COEX Mall & Starfield Library
Yeongdong-daero, Gangnam-gu, Seoul, South Korea
COEX is the largest underground shopping mall in Asia — a subterranean city beneath the Gangnam convention district that houses over 300 shops, a multiplex cinema, an aquarium, and the Starfield Library, which has become the most photographed interior space in Seoul.

Deoksugung Palace
Sejong-daero 20-gil, Seoul, South Korea
Deoksugung is the most accessible and unusual of Seoul's five palaces — a compact compound in the heart of the business district where traditional Korean palace halls sit alongside Western neoclassical buildings, reflecting the turbulent period in the late 19th and early 20th centuries when Korea was being pulled between Asian tradition and Western modernity.

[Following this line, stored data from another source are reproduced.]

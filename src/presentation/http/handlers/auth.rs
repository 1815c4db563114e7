use axum::{
    Json,
    extract::State,
    http::{HeaderMap, StatusCode},
};

use crate::{
    application::auth::dto::{CurrentUserResponse, LoginRequest, LoginResponse},
    presentation::http::{
        errors::AppError,
        middleware::user::{MaybeUser, extract_bearer_token},
        state::AppState,
    },
};

pub async fn login(
    State(state): State<AppState>,
    Json(body): Json<LoginRequest>,
) -> Result<Json<LoginResponse>, AppError> {
    let session = state.auth.login(body).await?;
    Ok(Json(LoginResponse {
        token: session.access_token,
        token_type: session.token_type,
        expires_in: session.expires_in,
        user: session.user,
    }))
}

pub async fn logout(
    State(state): State<AppState>,
    headers: HeaderMap,
) -> Result<StatusCode, AppError> {
    let token = extract_bearer_token(&headers).ok_or(AppError::Unauthorized)?;
    state.auth.logout(&token).await?;
    Ok(StatusCode::NO_CONTENT)
}

pub async fn me(
    State(state): State<AppState>,
    MaybeUser(user): MaybeUser,
) -> Json<CurrentUserResponse> {
    let is_admin = user.as_ref().is_some_and(|u| state.auth.is_authorized(u));
    Json(CurrentUserResponse { user, is_admin })
}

Dongdaemun Design Plaza (DDP)
Eulji-ro, Seoul, South Korea
The Dongdaemun Design Plaza is Zaha Hadid's silver spaceship — a 86,574-square-metre cultural complex with no straight lines, no right angles, and a flowing neo-futuristic exterior that looks like liquid metal frozen in the process of pouring.

Gyeongbokgung Palace
Sajik-ro, Seoul, South Korea
Gyeongbokgung is the largest and grandest of Seoul's five Joseon dynasty palaces — built in 1395 as the main royal residence and the seat of government for a dynasty that would rule Korea for over 500 years.

Jongmyo Shrine
Jong-ro, Seoul, South Korea
Jongmyo Shrine is a UNESCO World Heritage Site and the most sacred Confucian site in Korea — a royal ancestral shrine where the spirit tablets of Joseon dynasty kings and queens have been venerated for over 600 years.

Leeum Museum of Art
Itaewon-ro, Seoul, South Korea
Leeum is the Samsung family's private art museum — a world-class collection housed in three buildings designed by three of the most celebrated architects of the late 20th century: Mario Botta (the terracotta rotunda for traditional Korean art), Jean Nouvel (the black glass box for contemporary art), and Rem Koolhaas (the concrete-and-glass structure for special exhibitions).

Lotte World Tower & Seoul Sky
300 Olympic-ro, Songpa-gu, Seoul
Lotte World Tower is the tallest building in Korea and the fifth tallest in the world — a 123-storey, 555-metre glass tower that tapers toward the sky like a ceramic brush used in Korean calligraphy, which is exactly the design metaphor that KPF Architects intended.

Seoullo 7017
405 Hangang-daero, Jung-gu, Seoul
Seoullo 7017 is Seoul's answer to New York's High Line — a 983-metre elevated pedestrian garden built on a 1970 highway overpass near Seoul Station that was converted in 2017 from a crumbling road into a linear park planted with 24,000 trees and plants.